For medical practitioners, different types of wound supplies are available for different types of injuries. These include supplies for burn care, supplies to treat infected wounds, supplies for animal bites, and supplies for puncture wounds. Some examples of different types of wound supplies available to hospitals, clinics, and ambulances include: medicated bandages; tubes for wound drainage; collection pouches which can be attached to seeping wounds; staplers for skin closure; surgical needles and sutures; and specialized wound closure products such as surgical glues.
Different types of wound supplies available through establishments such as drug stores include products which can be used to clean wounds, bandaging products, and ointments which are designed to promote healing. Cleaning products can include antibacterial soaps and sprays along with wound care wipes. Adhesive bandages which can be quickly applied are readily available, along with gauze, wound padding, absorbency pads, and medical tape which can be used to create custom bandages. Supplies for pressure bandages are also available, and medical professionals can also access specialized compression bandages and garments which can reduce the risk of scarring.
Products designed to keep wounds lubricated, healthy, and free of bacteria are available on a prescription and over the counter basis. Antibiotic ointments and creams are readily available at locations like drug stores, and it is also possible to find powders and liquids which can be applied to wounds. Different types of wound supplies also include protective gear such as gloves and masks that can be worn while caring for wounds to reduce the risk of passing infectious material.

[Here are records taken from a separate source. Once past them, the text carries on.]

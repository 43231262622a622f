//! Scoped cache facade
//!
//! A [`Cache`] turns a logical `(scope, key)` into a bucket in one of the
//! storage backends. Each page of a namespace owns one bucket, a JSON object
//! stored under `"$zMultiCachePrefix$-<namespace>-<page>"`, and every item of
//! that page lives inside it.

use std::time::Duration;

use serde::{de::DeserializeOwned, Serialize};
use serde_json::{Map, Value};
use tracing::{debug, info, warn};

use crate::{
    backend::{BackendId, BackendKind, BackendRegistry, StorageBackends},
    config::CacheConfig,
    location::PageLocation,
    options::{BackendSelector, ErrorCallback, GetOptions, ScopeOptions, SetOptions, UrlSearchSource},
    scope::ResolvedKey,
    storage::StorageArea,
    strict::{self, Template},
    CacheError, Result,
};

/// Fixed prefix of every bucket key
pub const NAMESPACE_PREFIX: &str = "$zMultiCachePrefix$";

/// Page used when a scope names no page
pub const DEFAULT_PAGE: &str = "$page$";

/// Contents of one page bucket
pub type Bucket = Map<String, Value>;

/// Scoped, namespaced cache over several storage backends
#[derive(Debug, Clone)]
pub struct Cache {
    config: CacheConfig,
    template: Template,
    registry: BackendRegistry,
    location: PageLocation,
}

impl Cache {
    /// Create a cache from a configuration
    ///
    /// Fails when strict mode is enabled without a template or the scope
    /// separator is empty.
    pub fn new(config: CacheConfig, backends: StorageBackends, location: PageLocation) -> Result<Self> {
        config.validate()?;
        info!(
            namespace = %config.namespace,
            strict = config.strict,
            "Cache facade created"
        );
        Ok(Self {
            template: config.template.clone().unwrap_or_default(),
            config,
            registry: BackendRegistry::new(backends),
            location,
        })
    }

    /// Start building a facade
    pub fn builder() -> CacheBuilder {
        CacheBuilder::new()
    }

    /// Get cache configuration
    pub fn config(&self) -> &CacheConfig {
        &self.config
    }

    /// Page location whose query string mirrors cached values
    pub fn location(&self) -> &PageLocation {
        &self.location
    }

    /// Storage areas behind the writable backend identifiers
    pub fn backends(&self) -> &StorageBackends {
        self.registry.backends()
    }

    /// Backend identifiers accepted by `get_item`
    pub fn types(&self) -> Vec<&'static str> {
        BackendRegistry::read_ids()
    }

    /// Physical key of the bucket holding `page`
    pub fn bucket_key(&self, page: &str) -> String {
        format!("{}-{}-{}", NAMESPACE_PREFIX, self.config.namespace, page)
    }

    /// Store a value
    ///
    /// Invalid backends, scopes and strict-mode violations are returned.
    /// Failures to encode or persist the bucket go to `opts.on_error` instead.
    pub fn set_item<T>(&self, key: &str, value: &T, opts: &SetOptions) -> Result<()>
    where
        T: Serialize + ?Sized,
    {
        let kind = BackendRegistry::check_for_write(&opts.backend)?;
        let resolved = self.resolve(&opts.scope, key)?;
        let page = resolved.page_or(DEFAULT_PAGE);
        strict::check(self.config.strict, &self.template, page, &resolved.item_key)?;

        let value = match serde_json::to_value(value) {
            Ok(value) => value,
            Err(e) => {
                report(opts.on_error.as_ref(), CacheError::from(e));
                return Ok(());
            }
        };

        let area = self.writable_area(kind, &opts.backend)?;
        let bucket_key = self.bucket_key(page);
        let mut bucket = load_bucket(area, &bucket_key);
        bucket.insert(resolved.item_key.clone(), value.clone());
        if let Err(e) = store_bucket(area, &bucket_key, &bucket) {
            report(opts.on_error.as_ref(), e);
        } else {
            debug!("Stored {} in {} ({})", resolved.item_key, bucket_key, kind);
        }

        if let Some(url_key) = &opts.update_url_search_key {
            self.mirror_to_url(url_key, value, opts.update_url_search_delay);
        }
        Ok(())
    }

    /// Read a value
    ///
    /// Returns the stored value, else the configured default, else `None`.
    pub fn get_item(&self, key: &str, opts: &GetOptions) -> Result<Option<Value>> {
        let found = match &opts.backend {
            BackendSelector::Single(id) => {
                let kind = BackendRegistry::check_for_read(id)?;
                self.lookup(key, kind, &opts.scope)?
            }
            BackendSelector::Override(target) => {
                let kind = BackendRegistry::check_for_read(&target.backend)?;
                self.lookup(target.key.as_deref().unwrap_or(key), kind, &opts.scope)?
            }
            BackendSelector::Chain(targets) => {
                let kinds = targets
                    .iter()
                    .map(|target| BackendRegistry::check_for_read(&target.backend))
                    .collect::<Result<Vec<_>>>()?;
                let mut hit = None;
                for (target, kind) in targets.iter().zip(kinds) {
                    let value = self.lookup(target.key.as_deref().unwrap_or(key), kind, &opts.scope)?;
                    if let Some(value) = value.filter(|v| !is_blank(v)) {
                        hit = Some(value);
                        break;
                    }
                }
                hit
            }
        };

        let value = found.or_else(|| opts.default.as_ref().map(|d| d.resolve()));

        if let Some(url_key) = &opts.update_url_search_key {
            self.mirror_to_url(
                url_key,
                value.clone().unwrap_or(Value::Null),
                opts.update_url_search_delay,
            );
        }
        Ok(value)
    }

    /// Read a value and decode it into `T`
    pub fn get_as<T: DeserializeOwned>(&self, key: &str, opts: &GetOptions) -> Result<Option<T>> {
        self.get_item(key, opts)?
            .map(|value| serde_json::from_value(value).map_err(CacheError::from))
            .transpose()
    }

    /// Delete one item from its page bucket
    pub fn remove_item(&self, key: &str, opts: &ScopeOptions) -> Result<()> {
        let kind = BackendRegistry::check_for_write(&opts.backend)?;
        let resolved = self.resolve(&opts.scope, key)?;
        let page = resolved.page_or(DEFAULT_PAGE);
        strict::check(self.config.strict, &self.template, page, &resolved.item_key)?;

        let area = self.writable_area(kind, &opts.backend)?;
        let bucket_key = self.bucket_key(page);
        let mut bucket = load_bucket(area, &bucket_key);
        bucket.remove(&resolved.item_key);
        if let Err(e) = store_bucket(area, &bucket_key, &bucket) {
            report(opts.on_error.as_ref(), e);
        }
        Ok(())
    }

    /// Empty the bucket of the page named by `opts.scope`
    ///
    /// Buckets of other pages in the same backend are untouched.
    pub fn clear(&self, opts: &ScopeOptions) -> Result<()> {
        let kind = BackendRegistry::check_for_write(&opts.backend)?;
        let resolved = self.resolve(&opts.scope, "")?;
        let page = resolved.page_or(DEFAULT_PAGE);
        strict::check_page(self.config.strict, &self.template, page)?;

        let area = self.writable_area(kind, &opts.backend)?;
        let bucket_key = self.bucket_key(page);
        if let Err(e) = store_bucket(area, &bucket_key, &Bucket::new()) {
            report(opts.on_error.as_ref(), e);
        } else {
            debug!("Cleared {} ({})", bucket_key, kind);
        }
        Ok(())
    }

    /// Push values into the page query string in one update
    ///
    /// Lookups are evaluated first; any failure aborts before the URL is
    /// touched.
    pub fn update_url_search<I, K>(&self, entries: I, title: Option<&str>, delay: Option<Duration>) -> Result<()>
    where
        I: IntoIterator<Item = (K, UrlSearchSource)>,
        K: Into<String>,
    {
        let mut params = Map::new();
        for (param, source) in entries {
            let value = match source {
                UrlSearchSource::Value(value) => value,
                UrlSearchSource::Lookup { key, options } => {
                    self.get_item(&key, &options)?.unwrap_or(Value::Null)
                }
            };
            params.insert(param.into(), value);
        }
        self.location.write_params(params, title, delay);
        Ok(())
    }

    /// Push literal values into the page query string
    pub fn update_url_search_by_value(&self, params: Map<String, Value>, title: Option<&str>, delay: Option<Duration>) {
        self.location.write_params(params, title, delay);
    }

    /// Read one query parameter of the page
    pub fn url_param(&self, key: &str) -> Option<String> {
        self.location.param(key)
    }

    /// Read all query parameters of the page
    pub fn url_params(&self) -> Vec<(String, String)> {
        self.location.params()
    }

    fn resolve(&self, scope: &str, key: &str) -> Result<ResolvedKey> {
        crate::scope::resolve(scope, key, &self.config.scope_separator)
    }

    fn writable_area(&self, kind: BackendKind, id: &BackendId) -> Result<&dyn StorageArea> {
        self.registry.area(kind).ok_or_else(|| {
            CacheError::invalid_backend("setItem", id.as_str(), &BackendRegistry::write_ids())
        })
    }

    fn lookup(&self, key: &str, kind: BackendKind, scope: &str) -> Result<Option<Value>> {
        if kind == BackendKind::UrlSearch {
            return Ok(self
                .location
                .param(key)
                .filter(|v| !v.is_empty())
                .map(Value::String));
        }

        let resolved = self.resolve(scope, key)?;
        let page = resolved.page_or(DEFAULT_PAGE);
        if self.config.getter_strict {
            strict::check(self.config.strict, &self.template, page, &resolved.item_key)?;
        }

        let area = match self.registry.area(kind) {
            Some(area) => area,
            None => return Ok(None),
        };
        let bucket_key = self.bucket_key(page);
        let value = load_bucket(area, &bucket_key)
            .remove(&resolved.item_key)
            .filter(|v| !v.is_null());
        if value.is_none() {
            debug!("Cache miss for {} in {} ({})", resolved.item_key, bucket_key, kind);
        }
        Ok(value)
    }

    fn mirror_to_url(&self, param: &str, value: Value, delay: Option<Duration>) {
        let mut params = Map::new();
        params.insert(param.to_string(), value);
        self.location.write_params(params, None, delay);
    }
}

/// Read a bucket, treating a missing or unreadable one as empty
fn load_bucket(area: &dyn StorageArea, bucket_key: &str) -> Bucket {
    let raw = match area.get_raw(bucket_key) {
        Some(raw) => raw,
        None => return Bucket::new(),
    };
    match serde_json::from_str::<Value>(&raw) {
        Ok(Value::Object(bucket)) => bucket,
        Ok(Value::Null) => Bucket::new(),
        Ok(other) => {
            debug!("Bucket {} is not an object ({}), treating as empty", bucket_key, other);
            Bucket::new()
        }
        Err(e) => {
            debug!("Bucket {} is corrupt ({}), treating as empty", bucket_key, e);
            Bucket::new()
        }
    }
}

fn store_bucket(area: &dyn StorageArea, bucket_key: &str, bucket: &Bucket) -> Result<()> {
    let raw = serde_json::to_string(bucket)?;
    area.set_raw(bucket_key, raw)
}

fn report(callback: Option<&ErrorCallback>, err: CacheError) {
    warn!("Cache write failed: {}", err);
    if let Some(callback) = callback {
        callback(&err);
    }
}

/// Null and empty strings do not count as chain hits
fn is_blank(value: &Value) -> bool {
    match value {
        Value::Null => true,
        Value::String(s) => s.is_empty(),
        _ => false,
    }
}

/// Builder pattern for cache construction
pub struct CacheBuilder {
    config: CacheConfig,
    backends: Option<StorageBackends>,
    location: Option<PageLocation>,
}

impl CacheBuilder {
    /// Create a new cache builder
    pub fn new() -> Self {
        Self {
            config: CacheConfig::default(),
            backends: None,
            location: None,
        }
    }

    /// Set cache configuration
    pub fn config(mut self, config: CacheConfig) -> Self {
        self.config = config;
        self
    }

    /// Namespace isolating this facade's buckets
    pub fn namespace(mut self, namespace: impl Into<String>) -> Self {
        self.config.namespace = namespace.into();
        self
    }

    /// Enable strict mode with `template`
    pub fn strict(mut self, template: Template) -> Self {
        self.config = self.config.strict(template);
        self
    }

    /// Separator between page and subpath in a scope
    pub fn scope_separator(mut self, separator: impl Into<String>) -> Self {
        self.config.scope_separator = separator.into();
        self
    }

    /// Whether reads are checked against the strict template too
    pub fn getter_strict(mut self, getter_strict: bool) -> Self {
        self.config.getter_strict = getter_strict;
        self
    }

    /// Set storage backends (required)
    pub fn backends(mut self, backends: StorageBackends) -> Self {
        self.backends = Some(backends);
        self
    }

    /// Set the page location; defaults to `about:blank`
    pub fn location(mut self, location: PageLocation) -> Self {
        self.location = Some(location);
        self
    }

    /// Build the cache
    pub fn build(self) -> Result<Cache> {
        let backends = self
            .backends
            .ok_or_else(|| CacheError::config("Storage backends are required"))?;
        let location = match self.location {
            Some(location) => location,
            None => PageLocation::parse("about:blank")
                .map_err(|e| CacheError::config(format!("invalid default location: {}", e)))?,
        };
        Cache::new(self.config, backends, location)
    }
}

impl Default for CacheBuilder {
    fn default() -> Self {
        Self::new()
    }
}
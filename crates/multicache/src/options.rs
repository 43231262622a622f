//! Per-call options for the cache facade

use std::{fmt, sync::Arc, time::Duration};

use serde_json::Value;

use crate::{
    backend::{BackendId, BackendKind},
    scope::GLOBAL_PAGE,
    CacheError, Result,
};

/// Callback receiving write failures that are not returned to the caller
pub type ErrorCallback = Arc<dyn Fn(&CacheError) + Send + Sync>;

fn global_scope() -> String {
    GLOBAL_PAGE.to_string()
}

/// Options for `set_item`
#[derive(Clone)]
pub struct SetOptions {
    pub backend: BackendId,
    pub scope: String,
    pub on_error: Option<ErrorCallback>,
    /// Mirror the written value into this query parameter
    pub update_url_search_key: Option<String>,
    pub update_url_search_delay: Option<Duration>,
}

impl Default for SetOptions {
    fn default() -> Self {
        Self {
            backend: BackendId::default(),
            scope: global_scope(),
            on_error: None,
            update_url_search_key: None,
            update_url_search_delay: None,
        }
    }
}

impl SetOptions {
    pub fn new() -> Self {
        Self::default()
    }

    #[must_use]
    pub fn backend(mut self, backend: impl Into<BackendId>) -> Self {
        self.backend = backend.into();
        self
    }

    #[must_use]
    pub fn scope(mut self, scope: impl Into<String>) -> Self {
        self.scope = scope.into();
        self
    }

    #[must_use]
    pub fn on_error<F>(mut self, callback: F) -> Self
    where
        F: Fn(&CacheError) + Send + Sync + 'static,
    {
        self.on_error = Some(Arc::new(callback));
        self
    }

    #[must_use]
    pub fn update_url_search_key(mut self, key: impl Into<String>) -> Self {
        self.update_url_search_key = Some(key.into());
        self
    }

    #[must_use]
    pub fn update_url_search_delay(mut self, delay: Duration) -> Self {
        self.update_url_search_delay = Some(delay);
        self
    }
}

impl fmt::Debug for SetOptions {
    fn fmt(&self, f: &mut fmt::Formatter<'_>) -> fmt::Result {
        f.debug_struct("SetOptions")
            .field("backend", &self.backend)
            .field("scope", &self.scope)
            .field("on_error", &self.on_error.is_some())
            .field("update_url_search_key", &self.update_url_search_key)
            .field("update_url_search_delay", &self.update_url_search_delay)
            .finish()
    }
}

/// Options for `remove_item` and `clear`
#[derive(Clone)]
pub struct ScopeOptions {
    pub backend: BackendId,
    pub scope: String,
    pub on_error: Option<ErrorCallback>,
}

impl Default for ScopeOptions {
    fn default() -> Self {
        Self {
            backend: BackendId::default(),
            scope: global_scope(),
            on_error: None,
        }
    }
}

impl ScopeOptions {
    pub fn new() -> Self {
        Self::default()
    }

    #[must_use]
    pub fn backend(mut self, backend: impl Into<BackendId>) -> Self {
        self.backend = backend.into();
        self
    }

    #[must_use]
    pub fn scope(mut self, scope: impl Into<String>) -> Self {
        self.scope = scope.into();
        self
    }

    #[must_use]
    pub fn on_error<F>(mut self, callback: F) -> Self
    where
        F: Fn(&CacheError) + Send + Sync + 'static,
    {
        self.on_error = Some(Arc::new(callback));
        self
    }
}

impl fmt::Debug for ScopeOptions {
    fn fmt(&self, f: &mut fmt::Formatter<'_>) -> fmt::Result {
        f.debug_struct("ScopeOptions")
            .field("backend", &self.backend)
            .field("scope", &self.scope)
            .field("on_error", &self.on_error.is_some())
            .finish()
    }
}

/// A backend to read from, optionally under a different key
#[derive(Debug, Clone, PartialEq, Eq)]
pub struct LookupTarget {
    /// Key to read instead of the one passed to `get_item`
    pub key: Option<String>,
    pub backend: BackendId,
}

impl LookupTarget {
    pub fn new(backend: impl Into<BackendId>) -> Self {
        Self {
            key: None,
            backend: backend.into(),
        }
    }

    pub fn with_key(key: impl Into<String>, backend: impl Into<BackendId>) -> Self {
        Self {
            key: Some(key.into()),
            backend: backend.into(),
        }
    }
}

impl From<BackendKind> for LookupTarget {
    fn from(kind: BackendKind) -> Self {
        Self::new(kind)
    }
}

impl From<&str> for LookupTarget {
    fn from(id: &str) -> Self {
        Self::new(id)
    }
}

impl From<BackendId> for LookupTarget {
    fn from(id: BackendId) -> Self {
        Self::new(id)
    }
}

/// Where `get_item` looks for a value
#[derive(Debug, Clone, PartialEq, Eq)]
pub enum BackendSelector {
    /// One backend
    Single(BackendId),
    /// Backends tried in order; the first non-blank value wins
    Chain(Vec<LookupTarget>),
    /// One backend, with the key optionally replaced for this lookup
    Override(LookupTarget),
}

impl Default for BackendSelector {
    fn default() -> Self {
        BackendSelector::Single(BackendId::default())
    }
}

impl From<BackendKind> for BackendSelector {
    fn from(kind: BackendKind) -> Self {
        BackendSelector::Single(kind.into())
    }
}

impl From<&str> for BackendSelector {
    fn from(id: &str) -> Self {
        BackendSelector::Single(id.into())
    }
}

impl From<BackendId> for BackendSelector {
    fn from(id: BackendId) -> Self {
        BackendSelector::Single(id)
    }
}

/// Value substituted when a lookup finds nothing
#[derive(Clone)]
pub enum DefaultValue {
    Value(Value),
    /// Evaluated only on a miss
    Producer(Arc<dyn Fn() -> Value + Send + Sync>),
}

impl DefaultValue {
    pub fn resolve(&self) -> Value {
        match self {
            DefaultValue::Value(value) => value.clone(),
            DefaultValue::Producer(produce) => produce(),
        }
    }
}

impl fmt::Debug for DefaultValue {
    fn fmt(&self, f: &mut fmt::Formatter<'_>) -> fmt::Result {
        match self {
            DefaultValue::Value(value) => f.debug_tuple("Value").field(value).finish(),
            DefaultValue::Producer(_) => f.write_str("Producer(..)"),
        }
    }
}

/// Options for `get_item`
#[derive(Debug, Clone)]
pub struct GetOptions {
    pub backend: BackendSelector,
    pub scope: String,
    pub default: Option<DefaultValue>,
    /// Mirror the returned value into this query parameter
    pub update_url_search_key: Option<String>,
    pub update_url_search_delay: Option<Duration>,
}

impl Default for GetOptions {
    fn default() -> Self {
        Self {
            backend: BackendSelector::default(),
            scope: global_scope(),
            default: None,
            update_url_search_key: None,
            update_url_search_delay: None,
        }
    }
}

impl GetOptions {
    pub fn new() -> Self {
        Self::default()
    }

    #[must_use]
    pub fn backend(mut self, backend: impl Into<BackendSelector>) -> Self {
        self.backend = backend.into();
        self
    }

    /// Try each target in order
    #[must_use]
    pub fn chain<I, T>(mut self, targets: I) -> Self
    where
        I: IntoIterator<Item = T>,
        T: Into<LookupTarget>,
    {
        self.backend = BackendSelector::Chain(targets.into_iter().map(Into::into).collect());
        self
    }

    /// Read `key` from `backend` instead of the key passed to `get_item`
    #[must_use]
    pub fn override_key(mut self, key: impl Into<String>, backend: impl Into<BackendId>) -> Self {
        self.backend = BackendSelector::Override(LookupTarget::with_key(key, backend));
        self
    }

    #[must_use]
    pub fn scope(mut self, scope: impl Into<String>) -> Self {
        self.scope = scope.into();
        self
    }

    #[must_use]
    pub fn default_value(mut self, value: impl Into<Value>) -> Self {
        self.default = Some(DefaultValue::Value(value.into()));
        self
    }

    #[must_use]
    pub fn default_with<F>(mut self, produce: F) -> Self
    where
        F: Fn() -> Value + Send + Sync + 'static,
    {
        self.default = Some(DefaultValue::Producer(Arc::new(produce)));
        self
    }

    #[must_use]
    pub fn update_url_search_key(mut self, key: impl Into<String>) -> Self {
        self.update_url_search_key = Some(key.into());
        self
    }

    #[must_use]
    pub fn update_url_search_delay(mut self, delay: Duration) -> Self {
        self.update_url_search_delay = Some(delay);
        self
    }

    /// Decode options from loosely typed JSON
    ///
    /// Recognises `type` (string, array of strings or `{key, type}` objects,
    /// or a single `{key, type}` object), `scope`, `default`,
    /// `updateUrlSearchKey` and `updateUrlSearchKeyTime` (milliseconds).
    /// `null` yields the defaults.
    pub fn from_value(value: &Value) -> Result<Self> {
        let object = match value {
            Value::Null => return Ok(Self::default()),
            Value::Object(object) => object,
            other => {
                return Err(CacheError::schema(format!(
                    "options need to be an object, got {}.",
                    other
                )))
            }
        };

        let mut options = Self::default();
        if let Some(backend) = object.get("type") {
            options.backend = selector_from_value(backend)?;
        }
        match object.get("scope") {
            None => {}
            Some(Value::String(scope)) => options.scope = scope.clone(),
            Some(other) => {
                return Err(CacheError::invalid_scope(format!(
                    "scope need to be a string, got {}.",
                    other
                )))
            }
        }
        match object.get("default") {
            None | Some(Value::Null) => {}
            Some(default) => options.default = Some(DefaultValue::Value(default.clone())),
        }
        if let Some(Value::String(key)) = object.get("updateUrlSearchKey") {
            options.update_url_search_key = Some(key.clone());
        }
        if let Some(ms) = object.get("updateUrlSearchKeyTime").and_then(Value::as_u64) {
            options.update_url_search_delay = Some(Duration::from_millis(ms));
        }
        Ok(options)
    }
}

fn selector_from_value(value: &Value) -> Result<BackendSelector> {
    match value {
        Value::String(id) => Ok(BackendSelector::Single(id.as_str().into())),
        Value::Array(items) => items
            .iter()
            .map(target_from_value)
            .collect::<Result<Vec<_>>>()
            .map(BackendSelector::Chain),
        Value::Object(_) => target_from_value(value).map(BackendSelector::Override),
        other => Err(unknown_backend(other)),
    }
}

fn target_from_value(value: &Value) -> Result<LookupTarget> {
    match value {
        Value::String(id) => Ok(LookupTarget::new(id.as_str())),
        Value::Object(object) => {
            let backend = match object.get("type") {
                Some(Value::String(id)) => BackendId::from(id.as_str()),
                Some(other) => return Err(unknown_backend(other)),
                None => return Err(unknown_backend(&Value::Null)),
            };
            let key = object
                .get("key")
                .and_then(Value::as_str)
                .filter(|k| !k.is_empty())
                .map(str::to_string);
            Ok(LookupTarget { key, backend })
        }
        other => Err(unknown_backend(other)),
    }
}

fn unknown_backend(value: &Value) -> CacheError {
    CacheError::invalid_backend(
        "getItem",
        value.to_string(),
        &crate::backend::BackendRegistry::read_ids(),
    )
}

/// One entry of an `update_url_search` map
#[derive(Debug, Clone)]
pub enum UrlSearchSource {
    /// Written as is
    Value(Value),
    /// Result of a nested `get_item`
    Lookup { key: String, options: GetOptions },
}

impl UrlSearchSource {
    pub fn lookup(key: impl Into<String>, options: GetOptions) -> Self {
        UrlSearchSource::Lookup {
            key: key.into(),
            options,
        }
    }

    /// Decode an entry: `[key, options]` is a lookup, anything else a value
    pub fn from_value(value: &Value) -> Result<Self> {
        match value {
            Value::Array(items) => {
                let key = match items.first() {
                    Some(Value::String(key)) => key.clone(),
                    Some(other) => other.to_string(),
                    None => String::new(),
                };
                let options = GetOptions::from_value(items.get(1).unwrap_or(&Value::Null))?;
                Ok(UrlSearchSource::Lookup { key, options })
            }
            other => Ok(UrlSearchSource::Value(other.clone())),
        }
    }
}

impl From<Value> for UrlSearchSource {
    fn from(value: Value) -> Self {
        UrlSearchSource::Value(value)
    }
}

Whether in the hospital or at home, the rules of wound care are fairly simple. The wound needs to be well cleaned at the time of injury, and it needs to be kept clean during the healing process. People should avoid allowing wounds to dry out totally, and bandages may be used to keep wounds clean and to keep fluids which may seep from the wound contained. Additional supportive care is often needed for wounds like deep burns and animal bites.